Je m’écroulai contre la paroi, main crispée sur ma hanche. Chaque pas m’avait arraché un cri intérieur. J’avais l’impression que ma jambe entière battait comme un tambour de guerre.

Yvain s’adossa au mur en face, respirant à grands coups, une peluche encore coincée sous le bras. Il eut un sourire en coin, tremblant :

  • Note pour plus tard : un bébé xarlax dans tous les packs de survie.

Personne ne rit. Rieve vérifia son fusil, mains encore couvertes de noir de synthétique. Ses yeux fixaient le sol, comme s’il refusait de nous regarder.

Renn, lui, avait déjà sorti ses fioles. Il carressait une clef de sauvegarde dans l'autre main. Comme si tout ce qu’il venait de vivre n’était qu’une parenthèse avant son vrai travail.

  • Je dois voir vos échantillons. Tout de suite.

Yvain leva les yeux au ciel.

  • Sérieusement, Doc ? Après la horde de mixeurs bipèdes, c’est les piqures ?
  • Ce n’est pas une question, répondit Renn, sec. Vous avez vu Kess. Elle était contaminée. Si l’un de vous l’est aussi, je dois le savoir.

Il sortit déjà une seringue, le regard braqué sur moi. Rieve leva son arme.

  • Oh! Personne ne pique personne sans mon autorisation. On suit la procédure.

Je me redressai malgré la douleur, un rictus amer aux lèvres.

  • Ah oui, vos procédures… Vous pouvez pas changer de disque ?

Son canon trembla légèrement. Ses yeux, injectés de sang, cherchaient une autorité qui n’existait plus.

Renn insista, voix basse mais tranchante.

  • On doit gérer l’infection du groupe. Mais seulement si vous me laissez travailler.

Le silence était suffocant. J’avais l’impression que les murs se resserraient.

Yvain brisa la tension, un sourire forcé aux lèvres.

  • Allez go, pique-moi. Je suis clean. J’ai qu’un humour douteux et deux côtes fêlées.

Il s’avança, tendant son bras. Renn hésita une seconde, puis piqua, injecta dans une fiole. Le liquide rouge sombre coula.
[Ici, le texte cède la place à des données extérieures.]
//! Registry holding the active subscription set.
//!
//! The registry is the single owner of every subscription: reading
//! delivery, timer events, and authorization changes all funnel through its
//! write lock, which provides the serialization the subscription state
//! machine assumes. Listeners observe outcomes over a bounded channel.

use crate::error::{RelayError, Result};
use crate::snapshot::SubscriptionSnapshot;
use crate::subscription::{Subscription, SubscriptionConfig, TimerEvent};
use crate::types::{AuthorizationStatus, DeliveryOutcome, FailureCause, Reading, SubscriptionId};
use crossbeam_channel::{bounded, unbounded, Receiver, Sender};
use parking_lot::RwLock;
use std::collections::HashMap;
use std::sync::atomic::{AtomicU64, Ordering};
use tracing::{debug, warn};

/// Why a subscription left the active set.
#[derive(Clone, Copy, Debug, PartialEq, Eq)]
pub enum RemovalReason {
    /// An eviction condition was satisfied.
    Evicted,
    /// Explicit manual stop.
    Stopped,
}

/// Events delivered to a subscription's listener.
#[derive(Clone, Debug, PartialEq)]
pub enum SubscriptionEvent {
    /// One validation/timeout/failure outcome.
    Outcome(DeliveryOutcome),
    /// The subscription was removed from the active set. Always the last
    /// event; listeners never need to poll for eviction.
    Removed { reason: RemovalReason },
}

/// Handle to observe a subscription.
pub struct SubscriptionHandle {
    pub id: SubscriptionId,
    /// Channel to receive outcome and lifecycle events.
    pub receiver: Receiver<SubscriptionEvent>,
}

impl SubscriptionHandle {
    /// Receive the next event (blocking).
    pub fn recv(&self) -> std::result::Result<SubscriptionEvent, crossbeam_channel::RecvError> {
        self.receiver.recv()
    }

    /// Try to receive an event (non-blocking).
    pub fn try_recv(
        &self,
    ) -> std::result::Result<SubscriptionEvent, crossbeam_channel::TryRecvError> {
        self.receiver.try_recv()
    }

    /// Receive with timeout.
    pub fn recv_timeout(
        &self,
        timeout: std::time::Duration,
    ) -> std::result::Result<SubscriptionEvent, crossbeam_channel::RecvTimeoutError> {
        self.receiver.recv_timeout(timeout)
    }
}

/// A subscription plus its listener channel.
struct RegisteredSubscription {
    subscription: Subscription,
    sender: Sender<SubscriptionEvent>,
}

impl RegisteredSubscription {
    /// Best-effort send. Overflowing a listener's buffer drops the event,
    /// never blocks delivery to other subscriptions.
    fn send(&self, event: SubscriptionEvent) {
        if self.sender.try_send(event).is_err() {
            warn!(
                subscription = %self.subscription.id(),
                "listener buffer full, dropping event"
            );
        }
    }
}

/// Holds the active subscriptions and routes readings, failures, timer
/// firings, and authorization changes to them.
pub struct SubscriptionRegistry {
    /// Active subscriptions by ID.
    subscriptions: RwLock<HashMap<SubscriptionId, RegisteredSubscription>>,
    /// Counter for generating subscription IDs.
    next_id: AtomicU64,
    /// Last authorization status reported by the external service.
    authorization: RwLock<AuthorizationStatus>,
    /// Fired timers post here; drained by `process_timer_events`.
    timer_tx: Sender<TimerEvent>,
    timer_rx: Receiver<TimerEvent>,
}
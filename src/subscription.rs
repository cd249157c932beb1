//! The subscription aggregate: validation pipeline, eviction evaluation,
//! and timeout orchestration.
//!
//! A subscription is owned by a registry that serializes all access to it.
//! The one asynchronous element is the timeout timer, which runs on its own
//! thread and only ever posts a [`TimerEvent`]; the owner applies the event
//! on the serialized path after a generation check, so a timer that lost a
//! race against cancellation or an accepted reading is ignored.

use crate::error::{RelayError, Result};
use crate::policy::{
    effective_eviction_set, EvictionCondition, EvictionContext, FilterConfig, TimeoutPolicy,
};
use crate::types::{
    AuthorizationStatus, DeliveryOutcome, DiscardReason, FailureCause, Reading, SubscriptionId,
    SubscriptionMode,
};
use crossbeam_channel::{bounded, RecvTimeoutError, Sender};
use std::thread;
use tracing::{debug, trace};

/// Default listener channel capacity.
const DEFAULT_BUFFER_SIZE: usize = 64;

/// Caller-facing configuration for one subscription.
///
/// The eviction set given here is the *configured* set; the subscription
/// derives its effective set from it based on `mode`
/// (see [`effective_eviction_set`]).
#[derive(Clone, Debug)]
pub struct SubscriptionConfig {
    /// Optional human-readable name.
    pub name: Option<String>,

    /// Disabled subscriptions discard every reading with
    /// `RequestNotEnabled`.
    pub enabled: bool,

    /// Single-shot or continuous delivery.
    pub mode: SubscriptionMode,

    /// Accuracy/distance/interval thresholds.
    pub filter: FilterConfig,

    /// Timeout policy. `None` means "never times out automatically".
    pub timeout: Option<TimeoutPolicy>,

    /// Configured eviction conditions (OR-combined).
    pub eviction: Vec<EvictionCondition>,

    /// Max buffered outcome events per listener.
    pub buffer_size: usize,
}

impl Default for SubscriptionConfig {
    fn default() -> Self {
        Self {
            name: None,
            enabled: true,
            mode: SubscriptionMode::Continuous,
            filter: FilterConfig::default(),
            timeout: None,
            eviction: Vec::new(),
            buffer_size: DEFAULT_BUFFER_SIZE,
        }
    }
}

/// Posted by a timer thread when a timeout countdown elapses.
///
/// Carries the generation the timer was armed with; the owning subscription
/// ignores events whose generation no longer matches its live timer.
#[derive(Clone, Copy, Debug, PartialEq, Eq)]
pub struct TimerEvent {
    pub subscription: SubscriptionId,
    pub generation: u64,
}

/// Handle to a live single-shot timer.
struct TimerHandle {
    generation: u64,
    cancel: Sender<()>,
}

/// Live configuration and state tracking one listener's interest in a
/// stream of readings.
pub struct Subscription {
    id: SubscriptionId,
    name: Option<String>,
    enabled: bool,
    mode: SubscriptionMode,
    filter: FilterConfig,
    timeout: Option<TimeoutPolicy>,
    /// Effective eviction set, derived from the configured set and `mode`.
    eviction: Vec<EvictionCondition>,
    accepted_count: u64,
    error_occurred: bool,
    last_accepted: Option<Reading>,
    last_outcome: Option<DeliveryOutcome>,
    timer: Option<TimerHandle>,
    /// Monotonic token; bumped each time a timer is armed.
    timer_generation: u64,
}

impl Subscription {
    /// Build a subscription from its configuration.
    ///
    /// Fails with `InvalidConfig` on any violated invariant (negative
    /// threshold, zero timeout, zero receive count); a subscription with
    /// undefined behavior is never constructed.
    pub fn new(id: SubscriptionId, config: SubscriptionConfig) -> Result<Self> {
        config.filter.validate()?;
        if let Some(timeout) = &config.timeout {
            timeout.validate()?;
        }
        for condition in &config.eviction {
            condition.validate()?;
        }
        if config.buffer_size == 0 {
            // bounded(0) is a rendezvous channel; every try_send to the
            // listener would fail.
            return Err(RelayError::InvalidConfig(
                "buffer_size must be at least 1".to_string(),
            ));
        }

        let eviction = effective_eviction_set(config.mode, config.eviction);

        Ok(Self {
            id,
            name: config.name,
            enabled: config.enabled,
            mode: config.mode,
            filter: config.filter,
            timeout: config.timeout,
            eviction,
            accepted_count: 0,
            error_occurred: false,
            last_accepted: None,
            last_outcome: None,
            timer: None,
            timer_generation: 0,
        })
    }

    pub fn id(&self) -> SubscriptionId {
        self.id
    }

    pub fn name(&self) -> Option<&str> {
        self.name.as_deref()
    }

    pub fn enabled(&self) -> bool {
        self.enabled
    }

    pub fn set_enabled(&mut self, enabled: bool) {
        self.enabled = enabled;
    }

    pub fn mode(&self) -> SubscriptionMode {
        self.mode
    }

    pub fn filter(&self) -> &FilterConfig {
        &self.filter
    }

    pub fn timeout(&self) -> Option<&TimeoutPolicy> {
        self.timeout.as_ref()
    }

    /// The effective eviction set (post mode derivation).
    pub fn eviction_set(&self) -> &[EvictionCondition] {
        &self.eviction
    }

    pub fn accepted_count(&self) -> u64 {
        self.accepted_count
    }

    pub fn last_accepted(&self) -> Option<&Reading> {
        self.last_accepted.as_ref()
    }

    pub fn last_outcome(&self) -> Option<&DeliveryOutcome> {
        self.last_outcome.as_ref()
    }

    /// Whether a timer is currently armed.
    pub fn timer_running(&self) -> bool {
        self.timer.is_some()
    }

    /// Run one raw reading through the validation pipeline.
    ///
    /// Checks are strictly sequential and short-circuit at the first
    /// failure: enabled, accuracy, then (only when a baseline exists)
    /// distance and interval. The first-ever reading that clears the
    /// accuracy check becomes the baseline unconditionally.
    pub fn validate(&mut self, reading: &Reading) -> DeliveryOutcome {
        let outcome = self.run_checks(reading);

        if let DeliveryOutcome::Accepted { reading } = &outcome {
            self.last_accepted = Some(*reading);
            self.accepted_count += 1;
            trace!(
                subscription = %self.id,
                accepted = self.accepted_count,
                "reading accepted"
            );
        }
        self.last_outcome = Some(outcome.clone());
        outcome
    }

    fn run_checks(&self, reading: &Reading) -> DeliveryOutcome {
        if !self.enabled {
            return DeliveryOutcome::Discarded {
                reason: DiscardReason::RequestNotEnabled,
            };
        }

        if let Some(min_accuracy) = self.filter.min_accuracy {
            // Larger accuracy figure means worse.
            if reading.accuracy > min_accuracy {
                return DeliveryOutcome::Discarded {
                    reason: DiscardReason::NotMinAccuracy,
                };
            }
        }

        if let Some(last) = &self.last_accepted {
            if self.filter.distance_filter_enabled()
                && last.position.distance_to(&reading.position) < self.filter.min_distance_delta
            {
                return DeliveryOutcome::Discarded {
                    reason: DiscardReason::NotMinDistance,
                };
            }

            if let Some(interval) = self.filter.min_time_interval {
                if last.timestamp.elapsed() <= interval {
                    return DeliveryOutcome::Discarded {
                        reason: DiscardReason::NotMinInterval,
                    };
                }
            }
        }

        DeliveryOutcome::Accepted { reading: *reading }
    }

    /// Record a terminal failure (upstream acquisition error, permission
    /// denial). Cancels any live timer; the failure, not the timeout,
    /// decides this subscription's fate.
    pub fn record_failure(&mut self, cause: FailureCause) -> DeliveryOutcome {
        self.cancel_timer();
        self.error_occurred = true;
        let outcome = DeliveryOutcome::Failed { cause };
        self.last_outcome = Some(outcome.clone());
        outcome
    }

    /// OR of all eviction conditions against current state. Recomputed on
    /// every access; the registry consults this after each delivery
    /// outcome.
    pub fn is_evicted(&self) -> bool {
        let ctx = EvictionContext {
            accepted_count: self.accepted_count,
            error_occurred: self.error_occurred,
        };
        self.eviction.iter().any(|c| c.is_satisfied(&ctx))
    }

    /// Arm the timeout timer if the policy allows it.
    ///
    /// No-op without a timeout policy, while a timer is already armed, or
    /// while the policy's start predicate is false; calling this again
    /// with no state change in between starts at most one timer.
    pub fn start_timeout_if_needed(
        &mut self,
        status: AuthorizationStatus,
        timer_tx: &Sender<TimerEvent>,
    ) {
        let Some(policy) = self.timeout else {
            return;
        };
        if self.timer.is_some() || !policy.may_start_now(status) {
            return;
        }

        self.timer_generation += 1;
        let generation = self.timer_generation;
        let duration = policy.duration();
        let (cancel_tx, cancel_rx) = bounded::<()>(1);
        let events = timer_tx.clone();
        let id = self.id;

        thread::spawn(move || {
            // A cancel message or a dropped sender both end the wait early.
            if let Err(RecvTimeoutError::Timeout) = cancel_rx.recv_timeout(duration) {
                let _ = events.send(TimerEvent {
                    subscription: id,
                    generation,
                });
            }
        });

        self.timer = Some(TimerHandle {
            generation,
            cancel: cancel_tx,
        });
        debug!(
            subscription = %self.id,
            ?duration,
            generation,
            "timeout timer armed"
        );
    }

    /// Apply a fired timer event.
    ///
    /// Returns `None` when the event is stale: the generation does not
    /// match the live timer, or no timer is armed (cancelled, or already
    /// decided by a racing reading). Otherwise invalidates the timer and
    /// produces the synthetic `Failed(Timeout)` outcome, which participates
    /// in `OnError` eviction identically to a real acquisition failure.
    pub fn handle_timer_fired(&mut self, generation: u64) -> Option<DeliveryOutcome> {
        match &self.timer {
            Some(timer) if timer.generation == generation => {}
            _ => return None,
        }
        self.timer = None;
        debug!(subscription = %self.id, generation, "timeout elapsed");
        Some(self.record_failure(FailureCause::Timeout))
    }

    /// Manual stop: invalidate any live timer before the registry drops
    /// this subscription, so a late firing cannot act on it.
    pub fn stop(&mut self) {
        self.cancel_timer();
        trace!(subscription = %self.id, "subscription stopped");
    }

    fn cancel_timer(&mut self) {
        if let Some(timer) = self.timer.take() {
            let _ = timer.cancel.try_send(());
        }
    }
}

impl Drop for Subscription {
    fn drop(&mut self) {
        self.cancel_timer();
    }
}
Je suivais la scène en silence, la mâchoire serrée. Mais une autre pensée me broyait l’estomac : et si, quand ce serait mon tour, le sang révélait quelque chose ?

Renn leva la fiole de Yvain à la lumière blafarde. Le liquide écarlate tournait lentement. Il pianota sur son datapad, injecta une goutte dans un petit module portable. Les secondes s’égrenèrent dans un bip monotone.

  • Résultat… négatif. Vous n’êtes pas contaminé.

Yvain leva les bras, triomphant malgré la sueur qui lui collait au front.

  • Voyez ? Parfaitement vivant. Enfin… presque.

Personne ne sourit. Renn rangea la fiole et se tourna vers Rieve.

  • À vous.

Le caporal serra son fusil comme si on venait de lui arracher un morceau de sa chair.

  • Négatif ou positif, ça change quoi ? On avance, point.
  • Ça change tout, répliqua Renn. Si vous êtes contaminé, vous devenez un danger pour nous tous.

Rieve secoua la tête, ricanement amer.

  • J’ai servi sur plus de stations que vous n’en avez vu, Doc. Vous croyez que je vais me laisser juger par une putain de seringue ? En comparant mon sang avec le sang d’un synthétique qui plus est ?!

Il pointa son canon vers Renn.

  • Vous gardez vos aiguilles loin de moi. Elles sont à peine désinfectée.

Je sentis mon estomac se nouer. Une sueur glacée coula dans mon dos. Mon instinct me hurlait que son refus voulait dire une chose : il avait peur du résultat.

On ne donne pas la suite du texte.